E lo prese, e guardatolo bene, capì il motivo di quella temenza.

Michele, sui primi tempi che furono pigionali, lo aveva letto alle ragazze, ed era tanto piaciuto alla Maria, ch’esso glielo aveva regalato.

— Prendilo, è tuo; perchè non t’arrischi?

— Oh avess’io dato retta, — e si copriva il volto con le mani, — avess’io dato retta agli avvertimenti che sono in cotesto libro! Ma! gli andò in dimenticanza con quel vestito! Mi sta il dovere.

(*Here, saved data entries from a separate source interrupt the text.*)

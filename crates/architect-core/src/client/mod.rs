//! Network collaborators used by the controllers.
//!
//! The controllers only see the traits; `ChatApiClient` and `Web3FormsClient`
//! are the HTTP implementations used in production.

pub mod chat;
pub mod intake;

pub use chat::ChatApiClient;
pub use intake::Web3FormsClient;

use anyhow::Result;
use serde::Serialize;

/// Body of a question forwarded to the remote assistant.
#[derive(Debug, Clone, PartialEq, Eq, Serialize)]
pub struct CompletionRequest {
    pub message: String,
    pub context: String,
}

/// Remote assistant that answers questions the FAQ could not.
#[async_trait::async_trait]
pub trait CompletionService: Send + Sync {
    /// `Ok(None)` means the endpoint answered but gave no usable reply.
    async fn complete(&self, request: &CompletionRequest) -> Result<Option<String>>;
}

/// What the intake endpoint said about a submission.
#[derive(Debug, Clone, PartialEq, Eq)]
pub struct IntakeOutcome {
    pub success: bool,
    pub message: Option<String>,
}

/// Third-party form intake.
#[async_trait::async_trait]
pub trait IntakeService: Send + Sync {
    /// `Err` means the request never completed; a rejected submission is an
    /// `Ok` outcome with `success == false`.
    async fn submit(&self, fields: &[(String, String)]) -> Result<IntakeOutcome>;
}
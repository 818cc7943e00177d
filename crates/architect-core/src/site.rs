//! Static studio content shared by the chat assistant and the front-ends.

use crate::map::{LngLat, MapView, Marker};

pub const STUDIO_NAME: &str = "ARCHITECT";

/// Description sent alongside every question forwarded to the remote assistant.
pub const SITE_CONTEXT: &str = "ARCHITECT — студия архитектуры и дизайна. Специализируемся на современной архитектуре, минимализме и функциональном дизайне. Портфолио включает жилые дома, общественные здания и интерьеры премиум-класса.";

/// Opening line of a fresh conversation.
pub const GREETING: &str = "Здравствуйте! Я виртуальный помощник ARCHITECT. Чем могу помочь?";

pub const ADDRESS: &str = "г. Москва, ул. Архитекторов, 15, офис 402";
pub const PHONE: &str = "+7 (495) 123-45-67";
pub const EMAIL: &str = "hello@architect.studio";

/// Office location shown on the contact map.
pub fn studio_map() -> MapView {
    let office = LngLat::new(37.6173, 55.7558);
    MapView {
        center: office,
        zoom: 13.0,
        markers: vec![Marker::new(office, "ARCHITECT Studio")],
    }
}
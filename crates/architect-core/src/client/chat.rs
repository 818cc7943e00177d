use anyhow::{anyhow, Result};
use reqwest::Client;
use serde::Deserialize;

use super::{CompletionRequest, CompletionService};

#[derive(Deserialize)]
struct ChatResponse {
    #[serde(default)]
    reply: Option<String>,
}

/// JSON client for the site's `/api/chat` endpoint.
#[derive(Clone)]
pub struct ChatApiClient {
    client: Client,
    url: String,
}

impl ChatApiClient {
    pub fn new(url: &str) -> Self {
        Self {
            client: Client::new(),
            url: url.to_string(),
        }
    }

    pub fn url(&self) -> &str {
        &self.url
    }
}

#[async_trait::async_trait]
impl CompletionService for ChatApiClient {
    async fn complete(&self, request: &CompletionRequest) -> Result<Option<String>> {
        let response = self
            .client
            .post(&self.url)
            .json(request)
            .send()
            .await?;

        if !response.status().is_success() {
            return Err(anyhow!(
                "Chat request failed with status: {}",
                response.status()
            ));
        }

        let chat_response: ChatResponse = response.json().await?;
        Ok(chat_response.reply.filter(|reply| !reply.is_empty()))
    }
}
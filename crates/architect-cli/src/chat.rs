use std::io::{self, Write};

use anyhow::Result;
use architect_core::{ChatMessage, ChatRole, DialogueController};
use colored::*;
use tokio::io::{AsyncBufReadExt, BufReader};

use crate::icons::glyph;

pub fn render(message: &ChatMessage) -> String {
    match message.role {
        ChatRole::User => format!("{} {}", glyph("user").bold().cyan(), message.content),
        ChatRole::Assistant => format!("{} {}", glyph("bot").bold().green(), message.content),
    }
}

/// Ask a single question and return the assistant's reply text.
pub async fn ask(chat: &mut DialogueController, question: &str) -> Result<String> {
    chat.submit_user_message(question)?;
    Ok(chat
        .wait_reply()
        .await
        .map(|reply| reply.content.clone())
        .unwrap_or_default())
}

/// Interactive chat over stdin. `/reset` starts over, `/quit` or EOF exits.
pub async fn run_repl(mut chat: DialogueController) -> Result<()> {
    for message in chat.messages() {
        println!("{}", render(message));
    }
    println!("{}", "/reset — начать заново, /quit — выйти".dimmed());

    let mut lines = BufReader::new(tokio::io::stdin()).lines();
    loop {
        print!("{} ", glyph("send").dimmed());
        io::stdout().flush()?;

        let Some(line) = lines.next_line().await? else {
            break;
        };

        match line.trim() {
            "" => continue,
            "/quit" | "/exit" => break,
            "/reset" => {
                chat.reset();
                for message in chat.messages() {
                    println!("{}", render(message));
                }
                continue;
            }
            _ => {}
        }

        if let Err(e) = chat.submit_user_message(&line) {
            eprintln!("{}: {}", "Error".red(), e);
            continue;
        }
        if let Some(reply) = chat.wait_reply().await {
            println!("{}", render(reply));
        }
    }

    Ok(())
}
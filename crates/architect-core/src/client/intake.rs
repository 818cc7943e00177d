use anyhow::{anyhow, Result};
use reqwest::multipart::Form;
use reqwest::Client;
use serde::Deserialize;

use super::{IntakeOutcome, IntakeService};

pub const ACCESS_KEY_FIELD: &str = "access_key";

#[derive(Deserialize)]
struct IntakeResponse {
    #[serde(default)]
    success: bool,
    #[serde(default)]
    message: Option<String>,
}

/// Multipart client for a Web3Forms-style intake endpoint.
#[derive(Clone)]
pub struct Web3FormsClient {
    client: Client,
    url: String,
    access_key: String,
}

impl Web3FormsClient {
    pub fn new(url: &str, access_key: &str) -> Self {
        Self {
            client: Client::new(),
            url: url.to_string(),
            access_key: access_key.to_string(),
        }
    }

    fn form(&self, fields: &[(String, String)]) -> Form {
        fields
            .iter()
            .fold(Form::new(), |form, (name, value)| {
                form.text(name.clone(), value.clone())
            })
            .text(ACCESS_KEY_FIELD, self.access_key.clone())
    }
}

#[async_trait::async_trait]
impl IntakeService for Web3FormsClient {
    async fn submit(&self, fields: &[(String, String)]) -> Result<IntakeOutcome> {
        let response = self
            .client
            .post(&self.url)
            .multipart(self.form(fields))
            .send()
            .await?;

        let status = response.status();
        let body = response.text().await?;

        match serde_json::from_str::<IntakeResponse>(&body) {
            Ok(parsed) => Ok(IntakeOutcome {
                success: parsed.success && status.is_success(),
                message: parsed.message.filter(|m| !m.trim().is_empty()),
            }),
            Err(_) if !status.is_success() => Ok(IntakeOutcome {
                success: false,
                message: None,
            }),
            Err(e) => Err(anyhow!("Intake returned an unreadable body ({}): {}", status, e)),
        }
    }
}
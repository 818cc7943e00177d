use anyhow::{anyhow, Result};
use serde::{Deserialize, Serialize};
use std::fs;
use std::path::{Path, PathBuf};
use std::time::Duration;

use crate::dialogue::DEFAULT_REPLY_DELAY;

pub const DEFAULT_CHAT_URL: &str = "http://localhost:3000/api/chat";
pub const DEFAULT_INTAKE_URL: &str = "https://api.web3forms.com/submit";
/// Placeholder until a real Web3Forms access key is configured.
pub const PLACEHOLDER_ACCESS_KEY: &str = "YOUR_WEB3FORMS_ACCESS_KEY";

#[derive(Serialize, Deserialize, Debug, Clone, Default, PartialEq, Eq)]
pub struct Config {
    #[serde(default, skip_serializing_if = "Option::is_none")]
    pub chat_url: Option<String>,
    #[serde(default, skip_serializing_if = "Option::is_none")]
    pub intake_url: Option<String>,
    #[serde(default, skip_serializing_if = "Option::is_none")]
    pub access_key: Option<String>,
    #[serde(default, skip_serializing_if = "Option::is_none")]
    pub reply_delay_ms: Option<u64>,
}

impl Config {
    pub fn new() -> Self {
        Self::default()
    }

    /// Load from the default location, falling back to defaults when the
    /// file does not exist yet.
    pub fn load() -> Result<Self> {
        Self::load_from(&Self::get_config_path()?)
    }

    pub fn load_from(path: &Path) -> Result<Self> {
        if !path.exists() {
            return Ok(Self::new());
        }

        let config_content = fs::read_to_string(path)?;
        let config: Config = serde_json::from_str(&config_content)
            .map_err(|e| anyhow!("Invalid config file {:?}: {}", path, e))?;
        Ok(config)
    }

    pub fn save(&self) -> Result<()> {
        self.save_to(&Self::get_config_path()?)
    }

    pub fn save_to(&self, path: &Path) -> Result<()> {
        // Create config directory if it doesn't exist
        if let Some(parent) = path.parent() {
            fs::create_dir_all(parent)?;
        }

        let config_content = serde_json::to_string_pretty(self)?;
        fs::write(path, config_content)?;
        Ok(())
    }

    pub fn chat_url(&self) -> &str {
        self.chat_url.as_deref().unwrap_or(DEFAULT_CHAT_URL)
    }

    pub fn intake_url(&self) -> &str {
        self.intake_url.as_deref().unwrap_or(DEFAULT_INTAKE_URL)
    }

    pub fn access_key(&self) -> &str {
        self.access_key.as_deref().unwrap_or(PLACEHOLDER_ACCESS_KEY)
    }

    pub fn reply_delay(&self) -> Duration {
        self.reply_delay_ms
            .map(Duration::from_millis)
            .unwrap_or(DEFAULT_REPLY_DELAY)
    }

    pub fn get_config_path() -> Result<PathBuf> {
        let config_dir = dirs::config_dir()
            .ok_or_else(|| anyhow!("Could not determine config directory"))?;

        Ok(config_dir.join("architect").join("config.json"))
    }
}
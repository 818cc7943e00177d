//! Background network work owned by a controller.
//!
//! Each spawned task carries the generation of the controller that started
//! it, so a result that arrives after a reset can be recognised and dropped.

use std::future::Future;

use futures_util::FutureExt;
use tokio::task::{JoinError, JoinHandle};

#[derive(Debug)]
pub struct PendingTask<T> {
    generation: u64,
    handle: JoinHandle<T>,
}

impl<T: Send + 'static> PendingTask<T> {
    pub fn spawn<F>(generation: u64, future: F) -> Self
    where
        F: Future<Output = T> + Send + 'static,
    {
        Self {
            generation,
            handle: tokio::spawn(future),
        }
    }

    pub fn generation(&self) -> u64 {
        self.generation
    }

    pub fn is_finished(&self) -> bool {
        self.handle.is_finished()
    }

    /// Take the result if the task has completed, without blocking.
    pub fn try_take(&mut self) -> Option<Result<T, JoinError>> {
        if !self.handle.is_finished() {
            return None;
        }
        (&mut self.handle).now_or_never()
    }

    /// Wait for the task to finish. The result can only be taken once; the
    /// caller drops the task afterwards.
    pub async fn wait(&mut self) -> Result<T, JoinError> {
        (&mut self.handle).await
    }

    pub fn abort(&self) {
        self.handle.abort();
    }
}
pub mod client;
pub mod config;
pub mod dialogue;
pub mod knowledge;
pub mod map;
pub mod site;
pub mod state;
pub mod submission;
pub mod task;

// Re-export main types for convenience
pub use client::{ChatApiClient, CompletionRequest, CompletionService, IntakeOutcome, IntakeService, Web3FormsClient};
pub use config::Config;
pub use dialogue::{DialogueController, DialogueError, DialogueSession, DialogueState};
pub use knowledge::{KnowledgeBase, KnowledgeEntry, KnowledgeError};
pub use map::{LngLat, MapView, Marker};
pub use state::{ChatMessage, ChatRole};
pub use submission::{ContactForm, SubmissionController, SubmissionError, SubmissionState};
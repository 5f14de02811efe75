//! Name search and ordering over loaded entity lists.

use super::preferences::SortOrder;
use super::state::EntityLists;
use crate::swapi::types::Entity;

/// Case-insensitive substring match on names across every list, in list
/// order, capped at `limit`. A blank term matches nothing.
pub fn search_entities(lists: &EntityLists, term: &str, limit: usize) -> Vec<Entity> {
  let needle = term.trim().to_lowercase();
  if needle.is_empty() {
    return Vec::new();
  }

  lists
    .iter()
    .filter(|e| e.name.to_lowercase().contains(&needle))
    .take(limit)
    .cloned()
    .collect()
}

/// Filter by name or type name; a blank term keeps everything.
pub fn filter_entities_by_search<'a>(entities: &'a [Entity], term: &str) -> Vec<&'a Entity> {
  let needle = term.trim().to_lowercase();
  entities
    .iter()
    .filter(|e| {
      needle.is_empty()
        || e.name.to_lowercase().contains(&needle)
        || e.entity_type.resource().contains(&needle)
    })
    .collect()
}

pub fn sort_entities_by_name(entities: &mut [Entity], order: SortOrder) {
  entities.sort_by(|a, b| {
    let ord = a.name.to_lowercase().cmp(&b.name.to_lowercase());
    match order {
      SortOrder::Asc => ord,
      SortOrder::Desc => ord.reverse(),
    }
  });
}
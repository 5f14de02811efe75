//! In-memory TTL map of responses keyed by request URL.

use chrono::{DateTime, Duration, Utc};
use serde_json::Value;
use std::collections::HashMap;
use std::sync::{Mutex, MutexGuard, PoisonError};

use super::traits::CacheStats;

/// A single cached response.
#[derive(Debug, Clone)]
pub struct CacheEntry {
  pub data: Value,
  pub timestamp: DateTime<Utc>,
}

/// Response cache with lazy TTL expiry.
///
/// Entries are only ever evicted when they are read after expiring, or by
/// an explicit `clear`. There is no size bound.
pub struct ResponseCache {
  entries: Mutex<HashMap<String, CacheEntry>>,
  ttl: Duration,
}

impl ResponseCache {
  pub fn new(ttl: Duration) -> Self {
    Self {
      entries: Mutex::new(HashMap::new()),
      ttl,
    }
  }

  fn entries(&self) -> MutexGuard<'_, HashMap<String, CacheEntry>> {
    self.entries.lock().unwrap_or_else(PoisonError::into_inner)
  }

  /// Return the entry for `key` if it is still within the TTL at `now`.
  /// An expired entry is removed.
  pub fn get_fresh(&self, key: &str, now: DateTime<Utc>) -> Option<CacheEntry> {
    let mut entries = self.entries();
    match entries.get(key) {
      Some(entry) if now - entry.timestamp <= self.ttl => Some(entry.clone()),
      Some(_) => {
        entries.remove(key);
        None
      }
      None => None,
    }
  }

  pub fn insert(&self, key: &str, data: Value, timestamp: DateTime<Utc>) {
    self
      .entries()
      .insert(key.to_string(), CacheEntry { data, timestamp });
  }

  pub fn clear(&self) {
    self.entries().clear();
  }

  pub fn stats(&self) -> CacheStats {
    let entries = self.entries();
    let mut keys: Vec<String> = entries.keys().cloned().collect();
    keys.sort();
    CacheStats {
      size: entries.len(),
      keys,
    }
  }
}

#[cfg(test)]
mod tests {
  use super::*;
  use serde_json::json;

  fn start() -> DateTime<Utc> {
    DateTime::parse_from_rfc3339("2026-01-01T12:00:00Z")
      .unwrap()
      .with_timezone(&Utc)
  }

  #[test]
  fn test_fresh_entry_is_returned() {
    let cache = ResponseCache::new(Duration::minutes(30));
    cache.insert("a", json!({"results": []}), start());

    let entry = cache.get_fresh("a", start() + Duration::minutes(10)).unwrap();
    assert_eq!(entry.data, json!({"results": []}));
  }

  #[test]
  fn test_entry_at_exact_ttl_is_fresh() {
    let cache = ResponseCache::new(Duration::minutes(30));
    cache.insert("a", json!(1), start());
    assert!(cache.get_fresh("a", start() + Duration::minutes(30)).is_some());
  }

  #[test]
  fn test_expired_entry_is_evicted_on_read() {
    let cache = ResponseCache::new(Duration::minutes(30));
    cache.insert("a", json!(1), start());

    assert!(cache.get_fresh("a", start() + Duration::minutes(31)).is_none());
    assert_eq!(cache.stats().size, 0);
  }

  #[test]
  fn test_stats_and_clear() {
    let cache = ResponseCache::new(Duration::minutes(30));
    cache.insert("b", json!(1), start());
    cache.insert("a", json!(2), start());

    let stats = cache.stats();
    assert_eq!(stats.size, 2);
    assert_eq!(stats.keys, vec!["a".to_string(), "b".to_string()]);

    cache.clear();
    assert_eq!(cache.stats(), CacheStats::default());
  }
}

— Tu se’ sempre a tempo. Rileggilo; rileggiamolo insieme. E ricordati che ad ogni cosa c’è il su’ rimedio. Eccolo qui; i’ lo poso sul vestito: gli stanno bene assieme. Su quel che ho detto dianzi ci siamo intese. Il babbo penserà a tutto. Ora poi tu mi devi fare un servizio. Il mercante m’ha messo furia per la tela, e io avrei da cucir subito una mezza dozzina di camicie da donna. I’ non ho potuto dir di no. Figurati: e’ m’hanno fin dato i quattrini anticipati per obbligarmi a pigliarle. Tu non hai nulla in telajo, la mamma sta benino.... E poi, per queste non v’è tanta furia. Dunque intanto poss’io far capitale di te?

— Che discorsi! Ma i’ ho paura di non esser capace....

— Eh via! Che son le prime? Tu cuci veramente bene!

— Le saranno di suggezione....

— No; una cucitura liscia liscia.... Da donna, tu puoi considerare. Anzi le sono bell’e tagliate. Or ora te le porto giù. Eccoti intanto i quattrini della fattura.